Film Review: ‘The Duke of Burgundy’

★★★★☆

Peter Strickland’s The Duke of Burgundy (2014) finds the director channelling his Eurotrash obsession into a vision that is palpably his own. It’s a brilliant work of erotic esoterica that sashays beautifully from the kinky to the oneiric. Audiences who found the madcap Lynchian freak-out of Berberian Sound Studio‘s phantasmagoric final act to be a case of sensory overload masking conclusion anxiety on Strickland’s part will be encouraged by the director’s steely sense of resolve in his follow-up. In The Duke of Burgundy, love is a form of magic akin to the occult; it is a picture concerned with finding the heart of human connection by skirting the recesses of fantasy and illicit desire.

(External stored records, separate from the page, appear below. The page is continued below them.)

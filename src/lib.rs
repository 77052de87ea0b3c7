// Copyright (c) 2026 Bountyy Oy. All rights reserved.
// This software is proprietary and confidential.

//! # tenant-probe - Tenant App API Test Harness
//!
//! Issues one form-encoded POST per action against the tenant app API and
//! hands back the raw response. The PHP session cookie is persisted between
//! runs so a login carries over to later calls.
//!
//! ## Features
//!
//! - Session store: `PHPSESSID`, refresh time and expiry in `~/.tenant-api.json`
//! - Dispatcher: attaches the session cookie, applies `Set-Cookie` refreshes
//! - Actions: field builders for login, meter data, device binding, refunds
//! - Crypto: AES-256-CBC with a SHA-256 derived key and embedded IV
//!
//! ## Example
//!
//! ```rust,no_run
//! use std::sync::Arc;
//!
//! use tenant_probe::api::{actions, LoginParams};
//! use tenant_probe::{Endpoint, RequestDispatcher, SessionStore};
//!
//! #[tokio::main]
//! async fn main() -> Result<(), Box<dyn std::error::Error>> {
//!     let store = Arc::new(SessionStore::open("/tmp/.tenant-api.json")?);
//!     let dispatcher = RequestDispatcher::new(store.clone())?;
//!
//!     let login = actions::login(&LoginParams::new("tenant@example.com", "secret", "2119270014"));
//!     let response = dispatcher.send(&Endpoint::default(), &login).await?;
//!
//!     println!("{} {}", response.status, response.text_lossy());
//!     println!("session: {}", store.session().session_id);
//!     Ok(())
//! }
//! ```

pub mod api;
pub mod config;
pub mod crypto;
pub mod error;
pub mod http;
pub mod session;

// Re-exports for convenience

// Configuration
pub use config::{default_config_path, ProbeConfig};

// Crypto
pub use crypto::{CipherPayload, CryptoEngine};

// Errors
pub use error::{Error, ErrorContext, Result};

// HTTP
pub use http::{ApiResponse, DispatcherConfig, Endpoint, RequestDispatcher, RequestSpec};

// Session
pub use session::{ConfigDocument, DocumentStorage, FileStorage, Session, SessionStore};

// API
pub use api::{ApiEnvelope, LoginSummary};

/// tenant-probe version
pub const VERSION: &str = env!("CARGO_PKG_VERSION");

It suggests that we can take ownership of the pain of love only by wilfully submitting ourselves to its dark alchemy. Sidse Babett Knudsen and Chiara D’Anna play Cynthia and Evelyn, a couple who live together in an isolated country house where they play out rituals of punishment and domination for Evelyn’s pleasure. Strickland transcends any potential prurience by using the set-up to focus attention on what this means for the pair. The roles of master and servant become signifiers for the mechanics of love. For Evelyn, artificial power structures allow her to subsume herself into her lover; she is satiated by subservience. Cynthia, on the other hand, yearns for a more conventional courtship, free from the shackles of prescription. These competing visions are two sides of the same coin.

The roles we all play in our relationships are a part of the artifice we construct to make love work. One of the film’s many virtues is the way it deflects erotic force. The sex itself is relatively restrained, but the structures that are built around it are awash with sensuality. Plain, instructive language becomes loaded with pre-coital possibility, where every word and gesture is an elaborate labyrinth created by Evelyn, leading to a rapturous consummation that is always just out of reach. The key mystery at the heart of The Duke of Burgundy is found in the carefully calibrated linguistic patterns that are repeated and distorted throughout. From safe words to the naming of butterfly species, Strickland hints at a web of pastoral connectivity that engulfs everything in the film.

Like the nocturnal reveries of Jean Cocteau, The Duke of Burgundy feels out of time, embalmed like a dream; perhaps it’s a self-contained prism though which we detect our own part in the games of love. Strickland’s cinephilia offers further clues to help unlock the film; the influences are vast, but they position the picture somewhere between the kinky Eurotrash of Jess Franco and the skewed melodrama of Fassbinder’s The Bitter Tears of Petra von Kant (1972). Strickland has the sensibility of an archivist drawn to celluloid oddities at the fringes of cinema history. The influences are more carefully deployed than in Berberian Sound Studio; they pepper the narrative but never threaten to overwhelm the singularity of Strickland’s vision.